Restam ainda no Parque duas guardas avançadas das nossas defesas medievais (sentinelas fronteiriças): o castelo de Castro Laboreiro, cuja fundação remonta ao século XI, e o de Lindoso, erguido talvez no século XIII e alterado pelo restauro e construção de uma cintura de muralhas.
No século XVI, a introdução da cultura do milho favorece a economia de subsistência, secularmente dependente de inúmeros abusos senhoriais. Da luta pela conquista das liberdades municipais são testemunhos o característico pelourinho do Soajo, do século XVII, restaurado em 1980, e o de Castro Laboreiro, erguido no século XVI e demolido em 1860.
O incremento da cultura do milho no século XVIII criou a necessidade de arranjar instalações para a sua armazenagem e defesa contra ratos, normalmente junto de uma eira comunitária. São os espigueiros, geralmente de granito e em grupos em torno da referida eira (exemplo: Soajo e Lindoso) e os canastros de verga ou madeira e telhado de colmo.
Para cultivar o milho é necessária muita água no Verão. Para que a água chegasse para todos os agricultores, foi implantado um sistema periódico de rega controlado por relógios de sol e relógios de água, que ainda se podem observar em muitas aldeias.
Como a região é montanhosa, para atenuar as encostas, evitar a erosão e permitir nelas a agricultura, o terreno foi armado em socalcos, circundados por sebes vivas, onde dominam árvores, algumas remanescentes dos carvalhais, constituindo a paisagem de “bocage” (do francês bois: bosque; bocage: arvoredo mata ou souto). Mantem-se ainda uma forma de irrigação multicentenária nos prados dos terrenos de encosta onde não há perdas de água. Consiste num sistema de valas principais ao longo da encosta donde partem outras secundárias e destas vários regos laterais que permitem a distribuição equilibrada e ininterrupta da água sobre o terreno (água de lima), de forma a irrigá-lo totalmente e não a deixando congelar nas épocas frias. São os conhecidos prados-de-lima ou lameiros. Como água é vida, estes prados-de-lima são ecossistemas de elevada biodiversidade herbácea e zoológica.

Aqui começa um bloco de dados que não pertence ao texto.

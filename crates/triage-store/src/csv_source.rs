//! Raw table reader for the messages and categories CSV files.

use crate::error::{Result, StoreError};
use serde::de::DeserializeOwned;
use std::path::Path;
use tracing::info;
use triage_core::{RawCategoryString, RawMessage};

/// Read every row of a headered CSV file into `T`, matching columns by name.
/// Extra columns are ignored.
pub fn read_table<T: DeserializeOwned>(path: &Path) -> Result<Vec<T>> {
    let path_display = path.display().to_string();
    let file = std::fs::File::open(path)?;
    let mut reader = csv::Reader::from_reader(file);

    let mut rows = Vec::new();
    for record in reader.deserialize() {
        let row: T = record.map_err(|source| StoreError::Csv {
            path: path_display.clone(),
            source,
        })?;
        rows.push(row);
    }
    info!(path = %path_display, rows = rows.len(), "Loaded CSV table");
    Ok(rows)
}

/// Messages table: `id`, `message`, optional `original`, `genre`.
pub fn read_messages(path: &Path) -> Result<Vec<RawMessage>> {
    read_table(path)
}

/// Categories table: `id`, `categories`.
pub fn read_categories(path: &Path) -> Result<Vec<RawCategoryString>> {
    read_table(path)
}
//! Tracing setup shared by the triage binaries.

use tracing::Level;
use tracing_subscriber::layer::SubscriberExt;
use tracing_subscriber::util::SubscriberInitExt;
use tracing_subscriber::{fmt, EnvFilter};

/// Default level for a `--verbose` flag.
pub fn level_for(verbose: bool) -> Level {
    if verbose {
        Level::DEBUG
    } else {
        Level::INFO
    }
}

/// Install the global subscriber. `RUST_LOG` wins over `level`; `json`
/// switches to newline-delimited JSON. Later calls are no-ops.
pub fn init_tracing(json: bool, level: Level) {
    let filter = EnvFilter::try_from_default_env().unwrap_or_else(|_| EnvFilter::new(level.as_str()));
    let registry = tracing_subscriber::registry().with(filter);

    let installed = if json {
        registry
            .with(fmt::layer().with_target(false).json())
            .try_init()
    } else {
        registry.with(fmt::layer().with_target(false)).try_init()
    };
    if installed.is_err() {
        tracing::debug!("Tracing subscriber already installed");
    }
}

#[cfg(test)]
mod tests {
    use super::*;

    #[test]
    fn test_level_for_verbose() {
        assert_eq!(level_for(true), Level::DEBUG);
        assert_eq!(level_for(false), Level::INFO);
    }

    #[test]
    fn test_init_twice_is_harmless() {
        init_tracing(false, Level::INFO);
        init_tracing(true, Level::DEBUG);
    }
}
//! Stage traits and the generic runner that chains them.
//!
//! A pipeline is a feature stage (usually a [`Chain`] of transformers)
//! followed by one estimator. Every stage is fit in order on the output of
//! the stage before it; prediction replays the fitted transforms and then
//! asks the estimator.

use crate::error::Result;
use crate::matrix::LabelMatrix;
use serde::{Deserialize, Serialize};
use std::time::Instant;
use tracing::info;

/// A named pipeline stage.
pub trait Stage {
    /// Stage name used in logs and reports.
    fn name(&self) -> &'static str;

    /// Names of the leaf stages, in execution order.
    fn stage_names(&self) -> Vec<&'static str> {
        vec![self.name()]
    }
}

/// A stage that learns state from its input and then maps inputs to outputs.
pub trait Transformer<In: ?Sized>: Stage {
    type Output;

    fn fit(&mut self, input: &In) -> Result<()>;

    fn transform(&self, input: &In) -> Result<Self::Output>;

    fn fit_transform(&mut self, input: &In) -> Result<Self::Output> {
        self.fit(input)?;
        self.transform(input)
    }
}

/// The final stage: learns from features plus targets, predicts labels.
pub trait Estimator<In: ?Sized>: Stage {
    fn fit(&mut self, features: &In, targets: &LabelMatrix) -> Result<()>;

    fn predict(&self, features: &In) -> Result<LabelMatrix>;
}

/// Two transformers run back to back.
#[derive(Debug, Clone, PartialEq, Serialize, Deserialize)]
pub struct Chain<A, B> {
    first: A,
    second: B,
}

impl<A, B> Chain<A, B> {
    pub fn new(first: A, second: B) -> Self {
        Self { first, second }
    }

    pub fn first(&self) -> &A {
        &self.first
    }

    pub fn second(&self) -> &B {
        &self.second
    }
}

impl<A: Stage, B: Stage> Stage for Chain<A, B> {
    fn name(&self) -> &'static str {
        "chain"
    }

    fn stage_names(&self) -> Vec<&'static str> {
        let mut names = self.first.stage_names();
        names.extend(self.second.stage_names());
        names
    }
}

impl<In, A, B> Transformer<In> for Chain<A, B>
where
    In: ?Sized,
    A: Transformer<In>,
    B: Transformer<A::Output>,
{
    type Output = B::Output;

    fn fit(&mut self, input: &In) -> Result<()> {
        let mid = timed_fit_transform(&mut self.first, input)?;
        timed(self.second.name(), || self.second.fit(&mid))
    }

    fn transform(&self, input: &In) -> Result<Self::Output> {
        let mid = self.first.transform(input)?;
        self.second.transform(&mid)
    }

    fn fit_transform(&mut self, input: &In) -> Result<Self::Output> {
        let mid = timed_fit_transform(&mut self.first, input)?;
        timed_fit_transform(&mut self.second, &mid)
    }
}

/// Feature stage plus estimator.
#[derive(Debug, Clone, PartialEq, Serialize, Deserialize)]
pub struct Pipeline<T, E> {
    features: T,
    estimator: E,
}

impl<T, E> Pipeline<T, E> {
    pub fn new(features: T, estimator: E) -> Self {
        Self {
            features,
            estimator,
        }
    }

    pub fn features(&self) -> &T {
        &self.features
    }

    pub fn estimator(&self) -> &E {
        &self.estimator
    }
}

impl<T: Stage, E: Stage> Pipeline<T, E> {
    /// Every leaf stage name, features first.
    pub fn stage_names(&self) -> Vec<&'static str> {
        let mut names = self.features.stage_names();
        names.push(self.estimator.name());
        names
    }
}

impl<T, E> Pipeline<T, E> {
    /// Fit every stage in order.
    pub fn fit<In>(&mut self, input: &In, targets: &LabelMatrix) -> Result<()>
    where
        In: ?Sized,
        T: Transformer<In>,
        E: Estimator<T::Output>,
    {
        let features = timed_fit_transform(&mut self.features, input)?;
        let estimator = &mut self.estimator;
        timed(estimator.name(), || estimator.fit(&features, targets))
    }

    /// Run the fitted transforms and predict.
    pub fn predict<In>(&self, input: &In) -> Result<LabelMatrix>
    where
        In: ?Sized,
        T: Transformer<In>,
        E: Estimator<T::Output>,
    {
        let features = self.features.transform(input)?;
        self.estimator.predict(&features)
    }
}

fn timed_fit_transform<In, S>(stage: &mut S, input: &In) -> Result<S::Output>
where
    In: ?Sized,
    S: Transformer<In>,
{
    // Chains log their own leaves.
    if stage.stage_names().len() > 1 {
        return stage.fit_transform(input);
    }
    let name = stage.name();
    timed(name, || stage.fit_transform(input))
}

fn timed<R>(name: &'static str, f: impl FnOnce() -> Result<R>) -> Result<R> {
    let start = Instant::now();
    let out = f()?;
    info!(
        stage = name,
        duration_ms = start.elapsed().as_millis() as u64,
        "Fitted stage"
    );
    Ok(out)
}
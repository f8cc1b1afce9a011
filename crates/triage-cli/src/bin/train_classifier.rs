use anyhow::Result;
use clap::Parser;
use triage_cli::train::{run, TrainArgs};

fn main() -> Result<()> {
    let args = TrainArgs::parse();
    triage_core::init_tracing(args.json, triage_core::level_for(args.verbose));

    let outcome = run(&args)?;
    println!("{}", outcome.report);
    println!("Accuracy score: {}", outcome.report.accuracy);
    println!(
        "Trained model {} saved to {} (sha256 {})",
        outcome.model_id,
        args.model.display(),
        outcome.artifact.digest
    );
    Ok(())
}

Havia o hábito de toda a população que vivia, no Inverno, nas aldeias dos vales (inverneiras), abandonar esses aldeamentos, indo, durante o Verão, para as povoações mais rústicas (verandas ou brandas) localizadas nas partes mais elevadas e frescas.
As vezeiras eram uma forma comunitária de pastoreio muito utilizada nas regiões montanhosas do Noroeste em que os animais (bovinos, caprinos e ovinos) se deslocam em conjunto para as áreas elevadas e eram guardados “à vez” por um dos vários proprietários e um pastor. Por isso, quando, no Verão, se percorrem as regiões elevadas do Parque, podem observar-se muitas cabeças de gado que “parecem” abandonadas na montanha. O lobo era aí um predador frequente e, por isso, próximo de alguns aldeamentos, como em Fafião, ainda se podem observar um ou outro fojo-do-lobo, forma encontrada pelas populações da montanha para a captura dos lobos. Noutras, como em Pincães, ainda as ruas são ladeadas de paredes elevadas, com passadiços por cima, para, à noite, ser possível visitar os vizinhos sem encontros desagradáveis com os lobos. Um dos testemunhos da ocorrência do urso-pardo no Gerês são as silhas, que são áreas circulares onde se colocavam as colmeias, protegidas por um muro alto, formado por pedras sobrepostas, para, assim, as colmeias não serem devastadas pelos ursos.
Todo este património cultural (paisagem de bocage, prados-de-lima, inverneiras, brandas, vinhas em latada, vinhas em bardo, vinhas de enforcado, silhas, etc.) tem vindo a perder-se. Não se entende como os socalcos do vale do Douro (sem uma erva pelo uso e abuso de herbicidas) são Património da Humanidade e os socalcos da paisagem de bocage não o são, quando são de elevada biodiversidade e testemunho da vida rural, anterior à agricultura mecanizada.